Segment Open

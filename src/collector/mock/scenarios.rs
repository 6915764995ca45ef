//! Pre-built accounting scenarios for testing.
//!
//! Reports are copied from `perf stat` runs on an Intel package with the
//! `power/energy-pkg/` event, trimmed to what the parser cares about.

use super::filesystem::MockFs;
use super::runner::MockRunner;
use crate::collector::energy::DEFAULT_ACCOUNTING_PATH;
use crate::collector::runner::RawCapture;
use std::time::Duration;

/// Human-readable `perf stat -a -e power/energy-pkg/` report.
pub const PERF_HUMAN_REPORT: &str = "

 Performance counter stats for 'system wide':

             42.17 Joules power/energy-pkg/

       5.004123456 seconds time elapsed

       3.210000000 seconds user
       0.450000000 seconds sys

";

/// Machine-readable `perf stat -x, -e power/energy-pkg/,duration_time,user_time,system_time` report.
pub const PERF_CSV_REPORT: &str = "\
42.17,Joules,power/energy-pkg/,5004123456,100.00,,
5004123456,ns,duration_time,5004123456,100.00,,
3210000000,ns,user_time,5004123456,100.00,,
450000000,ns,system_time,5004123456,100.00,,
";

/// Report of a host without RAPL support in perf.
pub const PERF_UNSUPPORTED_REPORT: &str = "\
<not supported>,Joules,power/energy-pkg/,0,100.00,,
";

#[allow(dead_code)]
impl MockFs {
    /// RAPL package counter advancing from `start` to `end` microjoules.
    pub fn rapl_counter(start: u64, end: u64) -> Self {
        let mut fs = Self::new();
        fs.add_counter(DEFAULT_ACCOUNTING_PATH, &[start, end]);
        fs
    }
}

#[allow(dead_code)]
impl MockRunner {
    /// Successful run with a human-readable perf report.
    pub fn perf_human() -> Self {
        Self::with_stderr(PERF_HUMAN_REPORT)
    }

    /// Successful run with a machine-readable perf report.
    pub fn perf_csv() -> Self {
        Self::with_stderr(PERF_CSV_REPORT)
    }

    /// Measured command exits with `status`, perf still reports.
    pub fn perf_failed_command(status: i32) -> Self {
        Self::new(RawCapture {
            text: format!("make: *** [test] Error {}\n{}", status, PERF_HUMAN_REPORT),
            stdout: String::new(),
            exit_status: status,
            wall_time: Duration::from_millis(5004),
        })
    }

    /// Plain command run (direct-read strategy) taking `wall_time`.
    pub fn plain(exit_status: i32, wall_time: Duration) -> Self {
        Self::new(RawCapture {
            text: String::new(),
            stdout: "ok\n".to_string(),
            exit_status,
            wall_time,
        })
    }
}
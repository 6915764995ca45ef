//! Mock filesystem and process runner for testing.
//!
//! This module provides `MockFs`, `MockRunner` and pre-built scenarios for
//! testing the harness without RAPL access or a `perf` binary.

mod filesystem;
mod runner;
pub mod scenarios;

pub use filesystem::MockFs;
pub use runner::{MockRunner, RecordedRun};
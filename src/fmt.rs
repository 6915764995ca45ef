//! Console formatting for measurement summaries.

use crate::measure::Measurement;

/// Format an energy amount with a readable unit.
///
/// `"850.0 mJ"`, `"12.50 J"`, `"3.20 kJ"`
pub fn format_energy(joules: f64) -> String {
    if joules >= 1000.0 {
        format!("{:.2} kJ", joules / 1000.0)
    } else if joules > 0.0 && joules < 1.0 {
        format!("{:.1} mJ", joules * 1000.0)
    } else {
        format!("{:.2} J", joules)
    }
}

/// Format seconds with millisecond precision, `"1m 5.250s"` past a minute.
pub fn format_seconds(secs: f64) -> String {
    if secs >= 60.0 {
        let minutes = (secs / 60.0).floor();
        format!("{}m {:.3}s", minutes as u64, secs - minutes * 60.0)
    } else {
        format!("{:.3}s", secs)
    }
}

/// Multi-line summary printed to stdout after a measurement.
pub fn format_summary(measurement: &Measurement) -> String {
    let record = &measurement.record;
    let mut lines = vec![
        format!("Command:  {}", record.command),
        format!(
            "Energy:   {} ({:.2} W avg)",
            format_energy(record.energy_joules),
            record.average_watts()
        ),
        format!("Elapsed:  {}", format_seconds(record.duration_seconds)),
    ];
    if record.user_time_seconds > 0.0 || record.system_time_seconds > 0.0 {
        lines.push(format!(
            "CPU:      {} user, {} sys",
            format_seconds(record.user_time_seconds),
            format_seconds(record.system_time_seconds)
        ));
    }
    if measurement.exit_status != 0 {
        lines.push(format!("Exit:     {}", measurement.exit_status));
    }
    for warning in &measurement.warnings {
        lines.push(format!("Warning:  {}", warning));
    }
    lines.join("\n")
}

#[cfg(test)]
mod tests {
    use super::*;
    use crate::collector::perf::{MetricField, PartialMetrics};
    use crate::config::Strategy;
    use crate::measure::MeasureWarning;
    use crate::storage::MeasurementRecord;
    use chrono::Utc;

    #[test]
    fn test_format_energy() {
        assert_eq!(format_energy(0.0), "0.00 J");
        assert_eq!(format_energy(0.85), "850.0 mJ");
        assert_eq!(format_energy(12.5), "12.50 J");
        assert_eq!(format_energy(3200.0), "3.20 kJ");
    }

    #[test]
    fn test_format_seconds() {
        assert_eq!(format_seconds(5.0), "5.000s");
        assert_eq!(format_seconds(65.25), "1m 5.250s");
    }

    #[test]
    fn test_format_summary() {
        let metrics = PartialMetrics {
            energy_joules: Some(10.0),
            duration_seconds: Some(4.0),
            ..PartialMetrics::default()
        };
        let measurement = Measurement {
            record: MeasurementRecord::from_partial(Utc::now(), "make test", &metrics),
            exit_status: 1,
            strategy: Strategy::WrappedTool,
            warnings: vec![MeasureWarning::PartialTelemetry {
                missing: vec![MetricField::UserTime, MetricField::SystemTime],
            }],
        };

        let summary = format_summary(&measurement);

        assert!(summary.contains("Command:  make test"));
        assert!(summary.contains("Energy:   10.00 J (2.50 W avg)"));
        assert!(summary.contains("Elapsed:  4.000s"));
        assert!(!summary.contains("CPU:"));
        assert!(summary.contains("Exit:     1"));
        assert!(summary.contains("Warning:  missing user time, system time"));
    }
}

Segment Closed

**Exercise directions**
In the entries above, which lines hold the word "filename"? Copy them out.

**Exercise solution**
filename src/collector/mock/scenarios.rs
filename src/fmt.rs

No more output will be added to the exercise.